◆ Work to be completed ◆
Search the data below for the word "outcome" and copy each line that holds it.

☆ ☆ ☆ ☆ ☆

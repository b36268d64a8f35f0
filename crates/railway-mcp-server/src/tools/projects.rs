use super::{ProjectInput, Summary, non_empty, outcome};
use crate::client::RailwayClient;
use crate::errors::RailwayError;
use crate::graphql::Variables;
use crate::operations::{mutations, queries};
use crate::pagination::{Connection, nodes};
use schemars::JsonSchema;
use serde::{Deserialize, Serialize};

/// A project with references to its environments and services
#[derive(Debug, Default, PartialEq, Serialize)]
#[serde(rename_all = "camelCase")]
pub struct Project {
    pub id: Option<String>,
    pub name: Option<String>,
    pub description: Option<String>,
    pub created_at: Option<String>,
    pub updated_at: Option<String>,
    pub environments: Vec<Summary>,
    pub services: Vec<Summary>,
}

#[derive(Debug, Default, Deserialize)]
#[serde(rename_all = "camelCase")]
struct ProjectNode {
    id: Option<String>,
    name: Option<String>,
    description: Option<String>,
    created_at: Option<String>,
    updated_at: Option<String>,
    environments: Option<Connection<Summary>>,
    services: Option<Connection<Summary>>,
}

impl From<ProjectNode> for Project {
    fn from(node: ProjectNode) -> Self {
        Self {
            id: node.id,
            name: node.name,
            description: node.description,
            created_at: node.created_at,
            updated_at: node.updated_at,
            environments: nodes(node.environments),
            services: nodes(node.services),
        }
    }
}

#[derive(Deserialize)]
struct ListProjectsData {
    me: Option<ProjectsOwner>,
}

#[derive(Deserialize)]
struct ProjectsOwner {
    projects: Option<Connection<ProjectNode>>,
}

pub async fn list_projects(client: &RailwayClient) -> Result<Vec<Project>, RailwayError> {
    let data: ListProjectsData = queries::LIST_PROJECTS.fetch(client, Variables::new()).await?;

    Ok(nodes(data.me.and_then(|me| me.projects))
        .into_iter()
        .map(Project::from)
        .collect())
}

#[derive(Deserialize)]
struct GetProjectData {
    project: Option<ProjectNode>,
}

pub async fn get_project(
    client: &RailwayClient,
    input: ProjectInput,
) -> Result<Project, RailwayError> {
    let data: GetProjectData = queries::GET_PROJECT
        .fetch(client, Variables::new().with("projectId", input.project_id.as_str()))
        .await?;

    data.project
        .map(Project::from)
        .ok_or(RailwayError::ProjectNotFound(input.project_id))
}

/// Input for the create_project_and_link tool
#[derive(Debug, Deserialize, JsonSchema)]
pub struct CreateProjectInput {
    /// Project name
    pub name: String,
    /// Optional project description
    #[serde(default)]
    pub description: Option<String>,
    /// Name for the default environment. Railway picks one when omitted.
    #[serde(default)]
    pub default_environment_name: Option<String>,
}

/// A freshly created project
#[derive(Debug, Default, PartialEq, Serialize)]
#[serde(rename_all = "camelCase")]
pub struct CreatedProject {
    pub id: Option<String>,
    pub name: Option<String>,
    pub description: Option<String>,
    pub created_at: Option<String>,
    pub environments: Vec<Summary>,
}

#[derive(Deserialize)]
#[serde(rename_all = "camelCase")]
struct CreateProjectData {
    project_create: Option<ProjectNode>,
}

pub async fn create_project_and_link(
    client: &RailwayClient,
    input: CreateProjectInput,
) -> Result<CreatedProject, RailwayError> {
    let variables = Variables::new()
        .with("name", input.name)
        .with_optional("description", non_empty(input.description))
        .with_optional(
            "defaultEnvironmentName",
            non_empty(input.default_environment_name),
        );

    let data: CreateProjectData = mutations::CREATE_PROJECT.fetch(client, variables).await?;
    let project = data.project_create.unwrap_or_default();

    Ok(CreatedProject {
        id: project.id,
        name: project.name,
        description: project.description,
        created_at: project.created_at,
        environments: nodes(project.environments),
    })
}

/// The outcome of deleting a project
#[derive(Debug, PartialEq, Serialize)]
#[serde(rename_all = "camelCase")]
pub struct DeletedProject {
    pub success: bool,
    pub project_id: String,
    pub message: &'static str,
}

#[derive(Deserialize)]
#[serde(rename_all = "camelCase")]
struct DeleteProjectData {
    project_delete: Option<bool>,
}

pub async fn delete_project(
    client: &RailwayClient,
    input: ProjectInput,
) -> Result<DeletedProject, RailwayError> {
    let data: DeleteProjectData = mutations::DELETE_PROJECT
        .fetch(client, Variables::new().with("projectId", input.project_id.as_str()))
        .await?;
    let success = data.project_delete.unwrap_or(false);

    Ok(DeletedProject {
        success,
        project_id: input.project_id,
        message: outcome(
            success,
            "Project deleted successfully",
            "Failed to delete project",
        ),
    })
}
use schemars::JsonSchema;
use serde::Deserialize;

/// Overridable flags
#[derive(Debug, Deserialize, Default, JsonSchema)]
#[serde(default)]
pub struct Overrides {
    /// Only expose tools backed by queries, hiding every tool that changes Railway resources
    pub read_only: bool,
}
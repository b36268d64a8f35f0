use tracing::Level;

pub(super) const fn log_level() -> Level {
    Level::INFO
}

☆ ☆ ☆ ☆ ☆

◆ Response for this exercise ◆
use super::{ProjectInput, Summary, non_empty, outcome};
/// The outcome of deleting a project
        message: outcome(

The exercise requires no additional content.